Now your IOException is interesting. Because I guess you could say that errors thrown that you can handle, are those a happy path? Like say you try three different directories for finding a config file, if you were to attempt to read the file in all three places one after the other and in each case you’d get a FileNotFound exception or something to indicate the file didn’t exist in that directory, which you’d handle by trying the other possible directories. Is this a happy path? Is that bad design then? Should you return a simpler file not find indicator instead of throwing? But that seems difficult to judge, because that IO read operation probably assumed that the file should be there if you asked to read it, and that you can’t handle the error of it being missing, which in a lot of programs would be true.

Even in cases where you can’t handle it, but the user or client needs to be aware, as it is a fault on their side, such as in cases of a Validation error. Is this a happy path as well? So would it be considered control flow to throw a Validation exception instead of say having your validation functions be predicates that return true when valid, false otherwise?

I never thought too heavily about this before. I used to think, of course I don’t use exceptions for “expected control flow”. But now I’m reconsidering what counts as expected and thus “happy path” control flow and what counts as truly exceptional?

Unrelated to the design consideration, the blog I linked does provide an answer to this for the performance consideration side of things:

The optimistic rule-of-thumb seems to be 10^-4 frequency for exceptions is exceptional enough

This is compared against returning int error codes for error checking using an if condition. Which will probably be faster then returning a Clojure keyword or any other more complex Object. It’s also pretty much the frequency at which you start to see slowdowns in overall execution speed, given a function that simply multiplies a number by two.

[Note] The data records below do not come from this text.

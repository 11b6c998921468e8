use serde::Deserialize;

use crate::models::{Indicators, Job, Phase, PhaseStatus};

/// A job as reported by the Actions API.
#[derive(Debug, Clone, Deserialize)]
pub struct RawJob {
    pub name: String,
    pub status: String,
    pub conclusion: Option<String>,
    pub steps: Option<Vec<RawStep>>,
}

#[derive(Debug, Clone, Deserialize)]
pub struct RawStep {
    pub name: String,
    pub status: String,
    pub conclusion: Option<String>,
}

/// Classifies a single provider report. Unknown states and conclusions
/// are `Unclear`.
pub fn derive_phase_status(state: &str, conclusion: Option<&str>) -> PhaseStatus {
    match (state, conclusion) {
        ("queued", _) => PhaseStatus::Queued,
        ("in_progress", _) => PhaseStatus::Running,
        ("completed", Some("cancelled")) => PhaseStatus::Cancelled,
        ("completed", Some("failure")) => PhaseStatus::Failed,
        ("completed", Some("success")) => PhaseStatus::Completed,
        ("completed", Some("skipped")) => PhaseStatus::Skipped,
        _ => PhaseStatus::Unclear,
    }
}

fn make_phase(
    name: String,
    state: &str,
    conclusion: Option<&str>,
    indicators: &Indicators,
) -> Phase {
    let status = derive_phase_status(state, conclusion);
    Phase { name, status, indicator: indicators.get(status).to_string() }
}

fn make_job(job: RawJob, indicators: &Indicators, inclusion_suffix: Option<&str>) -> Job {
    let steps = job
        .steps
        .unwrap_or_default()
        .into_iter()
        .filter_map(|step| {
            let name = match inclusion_suffix {
                Some(suffix) if step.name.ends_with(suffix) => step.name.replacen(suffix, "", 1),
                Some(_) => return None,
                None => step.name,
            };
            Some(make_phase(name, &step.status, step.conclusion.as_deref(), indicators))
        })
        .collect();
    Job {
        phase: make_phase(job.name, &job.status, job.conclusion.as_deref(), indicators),
        steps,
    }
}

/// Builds the job tree in provider order.
///
/// With an inclusion suffix, only steps whose name ends with it are kept and
/// the first occurrence of the suffix is removed from their name.
pub fn build_jobs(
    jobs: Vec<RawJob>,
    indicators: &Indicators,
    inclusion_suffix: Option<&str>,
) -> Vec<Job> {
    let inclusion_suffix = inclusion_suffix.filter(|s| !s.is_empty());
    jobs.into_iter().map(|job| make_job(job, indicators, inclusion_suffix)).collect()
}
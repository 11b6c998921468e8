use url::Url;

pub trait UrlExt {
    fn with_segments(&self, segments: &[&str]) -> Url;
}

impl UrlExt for Url {
    /// Appends path segments, keeping any existing base path.
    #[inline]
    fn with_segments(&self, segments: &[&str]) -> Url {
        let mut out = self.clone();
        if let Ok(mut path) = out.path_segments_mut() {
            path.pop_if_empty().extend(segments);
        }
        out.set_query(None);
        out.set_fragment(None);
        out
    }
}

That means if you throw exceptions 0.01% of the time or less, you won’t see any performance degradation, but if you throw them more often then that, you will start to pay a slight performance cost. If you throw deep and catch at the top, you can go up to 0.1% before seeing performance degradation. That is if you don’t catch at every level and throw a nested exception, but throw once at the bottom and catch only once at the top or somewhere else.

The performance is only when throwing an exception, thus try is pretty much free, creating the exception is the most expensive part following by catching it.

It also seem that throwing and catching in the same function seems to get optimized away and perform as fast as conditional branches due to inlining optimizations.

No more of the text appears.